• **WORK INSTRUCTIONS**: Each line from the one containing "s.current_step_index = 4;" through the final line of the data below must be repeated exactly.

#####

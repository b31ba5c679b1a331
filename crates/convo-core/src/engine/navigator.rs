//! Navigator: avance/retroceso del cursor y sub-flujo de completitud.
//!
//! Invariantes que custodia:
//! - `current_step_index` nunca baja de 0 ni supera `len(steps)`.
//! - El avance toma el guard de reentrancia (compare-and-set) y lo libera
//!   SIEMPRE a la salida, con éxito o con error: dos eventos duplicados en
//!   vuelo producen exactamente un avance.
//! - La completitud se emite una sola vez (latch `completed_at` en el
//!   registro durable); llamadas repetidas no re-disparan el cierre.

use chrono::Utc;
use convo_domain::{ProcessDefinition, SessionState, Step, StepType};

use crate::constants::{CB_FINISH, DEFAULT_NUM_QUESTIONS};
use crate::errors::EngineError;
use crate::event::{Button, OutboundMessage};
use crate::messages;
use crate::router::PendingCapture;
use crate::store::{AnswerStore, ProcessRepository, SessionStore};

use super::core::{DialogEngine, EventOutcome};

impl<S, A, P> DialogEngine<S, A, P>
    where S: SessionStore,
          A: AnswerStore,
          P: ProcessRepository
{
    /// Avanza el cursor y presenta el paso siguiente (o cierra el flujo).
    /// Falla rápido con `StateConflict` si ya hay una transición en vuelo.
    pub async fn advance(&self, user_id: i64) -> Result<EventOutcome, EngineError> {
        if !self.sessions.set_guard(user_id) {
            return Err(EngineError::StateConflict);
        }
        let result = self.advance_inner(user_id).await;
        self.sessions.release_guard(user_id);
        result
    }

    async fn advance_inner(&self, user_id: i64) -> Result<EventOutcome, EngineError> {
        let mut session = self.sessions.get_or_create(user_id);
        let pid = session.process_id.ok_or(EngineError::StateConflict)?;
        let process = self.processes
                          .get(pid)
                          .ok_or_else(|| EngineError::NotFound(format!("process {pid}")))?;

        if session.current_step_index >= process.len() {
            // ya completo: el latch decide si hay algo que emitir
            return self.complete_flow(&process, &mut session).await;
        }
        session.current_step_index += 1;
        session.touch();
        self.sessions.save(session.clone());
        self.present_from(&process, &mut session).await
    }

    /// Retrocede un paso; en el índice 0 es un no-op informativo.
    pub async fn retreat(&self, user_id: i64) -> Result<EventOutcome, EngineError> {
        if !self.sessions.set_guard(user_id) {
            return Err(EngineError::StateConflict);
        }
        let result = self.retreat_inner(user_id).await;
        self.sessions.release_guard(user_id);
        result
    }

    async fn retreat_inner(&self, user_id: i64) -> Result<EventOutcome, EngineError> {
        let mut session = self.sessions.get_or_create(user_id);
        let pid = session.process_id.ok_or(EngineError::StateConflict)?;
        let process = self.processes
                          .get(pid)
                          .ok_or_else(|| EngineError::NotFound(format!("process {pid}")))?;

        if session.current_step_index == 0 {
            self.send_text(user_id, messages::already_first_step(&session.system_language)).await?;
            // el click consumió la captura del paso vigente: re-presentar
            self.present_from(&process, &mut session).await?;
            return Ok(EventOutcome::AtFirstStep);
        }
        session.current_step_index -= 1;
        session.touch();
        self.sessions.save(session.clone());
        match self.present_from(&process, &mut session).await? {
            EventOutcome::Completed => Ok(EventOutcome::Completed),
            _ => Ok(EventOutcome::Retreated),
        }
    }

    /// Presenta el paso en el cursor actual, avanzando automáticamente a
    /// través de pasos `GenerateQuestions` (sin captura) mientras se sigue
    /// sosteniendo el guard. Devuelve `Completed` si el cursor llegó al
    /// final.
    pub(crate) async fn present_from(&self,
                                     process: &ProcessDefinition,
                                     session: &mut SessionState)
                                     -> Result<EventOutcome, EngineError> {
        loop {
            let index = session.current_step_index;
            if index >= process.len() {
                return self.complete_flow(process, session).await;
            }
            let step = process.get_step(index)?.clone();

            if step.step_type == StepType::GenerateQuestions {
                self.run_generate_questions(session, &step).await?;
                session.current_step_index += 1;
                self.sessions.save(session.clone());
                continue;
            }

            self.render_step(session, &step).await?;
            if let Some(kind) = Self::capture_kind_for(&step) {
                self.router
                    .arm(session.user_id, PendingCapture::new(process.id, index, kind));
            }
            return Ok(EventOutcome::Advanced);
        }
    }

    /// Paso asistido por IA: genera preguntas de seguimiento, las fusiona
    /// al historial de conversación y se las muestra al usuario. No arma
    /// captura; el caller avanza el cursor.
    async fn run_generate_questions(&self, session: &mut SessionState, step: &Step) -> Result<(), EngineError> {
        let n = step.metadata.num_questions.unwrap_or(DEFAULT_NUM_QUESTIONS);
        session.push_turn("user", step.prompt.clone());
        let questions = self.generator.generate_questions(&session.conversation_history, n).await?;
        for q in &questions {
            session.push_turn("assistant", q.clone());
        }
        let mut text = step.prompt.clone();
        for (i, q) in questions.iter().enumerate() {
            text.push_str(&format!("\n{}. {q}", i + 1));
        }
        self.send_text(session.user_id, text).await
    }

    /// Sub-flujo de cierre. Idempotente: estampa `completed_at` y emite el
    /// mensaje final sólo la primera vez.
    pub(crate) async fn complete_flow(&self,
                                      process: &ProcessDefinition,
                                      session: &mut SessionState)
                                      -> Result<EventOutcome, EngineError> {
        let user_id = session.user_id;
        let lang = session.system_language.clone();
        let mut record = self.answers
                             .load(user_id, process.id)
                             .unwrap_or_else(|| convo_domain::AnswerRecord::new(user_id, process.id));

        if record.completed_at.is_some() {
            self.send_text(user_id, messages::already_completed(&lang)).await?;
            return Ok(EventOutcome::Completed);
        }

        record.backfill_snapshots(process);
        record.completed_at = Some(Utc::now());
        let answered = record.answers.len();
        self.answers.save(record);
        self.sessions.save(session.clone());

        let msg = OutboundMessage::text(messages::completed(&lang, answered))
            .with_button_row(vec![Button::new(messages::btn_finish(&lang), CB_FINISH)]);
        self.channel.send_prompt(user_id, msg).await?;
        Ok(EventOutcome::Completed)
    }
}
//! `SessionStore`: sesiones por usuario con guard de reentrancia atómico.
//!
//! `set_guard` es un compare-and-set real: devuelve `true` y marca
//! `is_processing_step` sólo si estaba en `false`. El backend en memoria lo
//! resuelve bajo el lock de shard de `DashMap`; el backend Postgres usa un
//! UPDATE condicional de una sola sentencia. Un read-then-write en dos pasos
//! no alcanza: dos eventos duplicados lo pasarían a la vez.

use convo_domain::{ResetMode, SessionState};
use dashmap::DashMap;

pub trait SessionStore: Send + Sync {
    /// Crea perezosamente en la primera interacción; devuelve un snapshot.
    fn get_or_create(&self, user_id: i64) -> SessionState;

    /// Escritura completa del documento de sesión.
    fn save(&self, session: SessionState);

    /// Limpia progreso y aplica la inicialización del modo; la sesión se
    /// conserva (no se borra). Devuelve el estado resultante.
    fn reset(&self, user_id: i64, mode: ResetMode) -> SessionState;

    /// Compare-and-set del guard de reentrancia.
    fn set_guard(&self, user_id: i64) -> bool;

    fn release_guard(&self, user_id: i64);

    /// Soporte del barrido por TTL.
    fn user_ids(&self) -> Vec<i64>;
}

#[derive(Default)]
pub struct InMemorySessionStore {
    inner: DashMap<i64, SessionState>,
}

impl InMemorySessionStore {
    pub fn new() -> Self {
        Self::default()
    }
}

impl SessionStore for InMemorySessionStore {
    fn get_or_create(&self, user_id: i64) -> SessionState {
        self.inner
            .entry(user_id)
            .or_insert_with(|| SessionState::new(user_id))
            .value()
            .clone()
    }

    fn save(&self, session: SessionState) {
        self.inner.insert(session.user_id, session);
    }

    fn reset(&self, user_id: i64, mode: ResetMode) -> SessionState {
        let mut entry = self.inner
                            .entry(user_id)
                            .or_insert_with(|| SessionState::new(user_id));
        entry.reset(mode);
        entry.value().clone()
    }

    fn set_guard(&self, user_id: i64) -> bool {
        // entry() retiene el lock del shard durante todo el bloque: el
        // check y la escritura son una sola operación observable.
        let mut entry = self.inner
                            .entry(user_id)
                            .or_insert_with(|| SessionState::new(user_id));
        if entry.is_processing_step {
            false
        } else {
            entry.is_processing_step = true;
            true
        }
    }

    fn release_guard(&self, user_id: i64) {
        if let Some(mut entry) = self.inner.get_mut(&user_id) {
            entry.is_processing_step = false;
        }
    }

    fn user_ids(&self) -> Vec<i64> {
        self.inner.iter().map(|e| *e.key()).collect()
    }
}

#[cfg(test)]
mod tests {
    use super::*;

    #[test]
    fn guard_is_compare_and_set() {
        let store = InMemorySessionStore::new();
        assert!(store.set_guard(1), "first acquisition wins");
        assert!(!store.set_guard(1), "second acquisition must fail");
        store.release_guard(1);
        assert!(store.set_guard(1), "reacquire after release");
    }

    #[test]
    fn guard_is_per_user() {
        let store = InMemorySessionStore::new();
        assert!(store.set_guard(1));
        assert!(store.set_guard(2), "users do not share the guard");
    }

    #[test]
    fn reset_keeps_session_row() {
        let store = InMemorySessionStore::new();
        let mut s = store.get_or_create(9);
        s.current_step_index = 4;
        store.save(s);
        let after = store.reset(9, ResetMode::Abandon);
        assert_eq!(after.current_step_index, 0);
        assert_eq!(store.user_ids(), vec![9]);
    }
}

#####

• **WRITTEN SOLUTION**:
        s.current_step_index = 4;
        store.save(s);
        let after = store.reset(9, ResetMode::Abandon);
        assert_eq!(after.current_step_index, 0);
        assert_eq!(store.user_ids(), vec![9]);
    }
}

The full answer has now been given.